As for science poetry, science or scientific poets like science fiction poets could also publish collections of poetry in nearly any stylistic format. Science or scientific poets, like other poets, will have to know the “art and craft” of poetry, and science or scientific poetry seems in all the poetic types: cost-free verse, blank verse, metrical, rhymed, unrhymed, abstract and concrete, ballad, dramatic monologue, narrative, lyrical, and so forth. All the poetic devices are in use also, from alliteration to apostrophe to pun to irony and understatement, to each and every poetic diction, figures of speech and rhythm, and so forth. Even metaphysical scientific poetry is probable. In his anthology, The Planet Treasury of Physics, Astronomy, and Mathematics, editor Timothy Ferris aptly involves a section entitled “The Poetry of Science.” Says Ferris in the introduction to this section, ” Science (or the ‘natural philosophy’ from which science evolved) has lengthy offered poets with raw material, inspiring some to praise scientific suggestions and other folks to react against them.”

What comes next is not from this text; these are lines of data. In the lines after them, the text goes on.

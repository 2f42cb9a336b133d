use dioxus::logger::tracing::Level;
use dioxus::prelude::*;

use api::Destination;
use store::ClientConfig;
use ui::{use_app, AppProvider};
use views::{Admin, Agent, Customer, Login};

mod views;

#[derive(Debug, Clone, Routable, PartialEq)]
#[rustfmt::skip]
enum Route {
    #[route("/")]
    Root {},
    #[route("/login")]
    Login {},
    #[route("/admin")]
    Admin {},
    #[route("/agent")]
    Agent {},
    #[route("/customer")]
    Customer {},
}

impl From<Destination> for Route {
    fn from(destination: Destination) -> Self {
        match destination {
            Destination::Admin => Route::Admin {},
            Destination::Agent => Route::Agent {},
            Destination::Customer => Route::Customer {},
            Destination::Login => Route::Login {},
        }
    }
}

const MAIN_CSS: Asset = asset!("/assets/main.css");

fn main() {
    dioxus::logger::init(Level::INFO).expect("failed to init logger");
    dioxus::launch(App);
}

/// The platform config file (defaults on the web), with the backend URL
/// overridable at build time.
fn client_config() -> ClientConfig {
    let mut config = ui::load_config();
    if let Some(url) = option_env!("INSUREPORTAL_API_URL").filter(|url| !url.is_empty()) {
        config.api.base_url = url.to_string();
    }
    config
}

#[component]
fn App() -> Element {
    rsx! {
        // Global app resources
        document::Link { rel: "stylesheet", href: MAIN_CSS }

        AppProvider {
            config: client_config(),
            Router::<Route> {}
        }
    }
}

/// Send `/` wherever the stored session belongs.
#[component]
fn Root() -> Element {
    let app = use_app();
    let nav = use_navigator();
    nav.replace(Route::from(app.destination()));
    rsx! {}
}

Such greats as Milton, Blake, Wordsworth, Goethe either praised or “excoriated” science and/or a mixture of each. This continued into the twentieth century with such poets as Marianne Moore, T. S. Eliot, Robinson Jeffers, Robert Frost and Robert Hayden (e.g. “Complete Moon”–“the brilliant challenger of rocket authorities”) not to mention numerous of the lesser recognized poets, who nonetheless sustain a poetic response to scientific matters. Says Ferris, “This is not to say that scientists should really attempt to emulate poets, or that poets should really turn proselytes for science….But they will need every single other, and the planet demands each.” Incorporated in his anthology along with the finest scientific prose/essays are the poets Walt Whitman (“When I Heard the Learn’d Astronomer”), Gerard Manley Hopkins “(“I am Like a Slip of Comet…”), Emily Dickinson (“Arcturus”), Robinson Jeffers (“Star-Swirls”), Richard Ryan (“Galaxy”), James Clerk Maxwell (“Molecular Evolution”), John Updike (“Cosmic Gall”), Diane Ackerman (“Space Shuttle”) and other folks.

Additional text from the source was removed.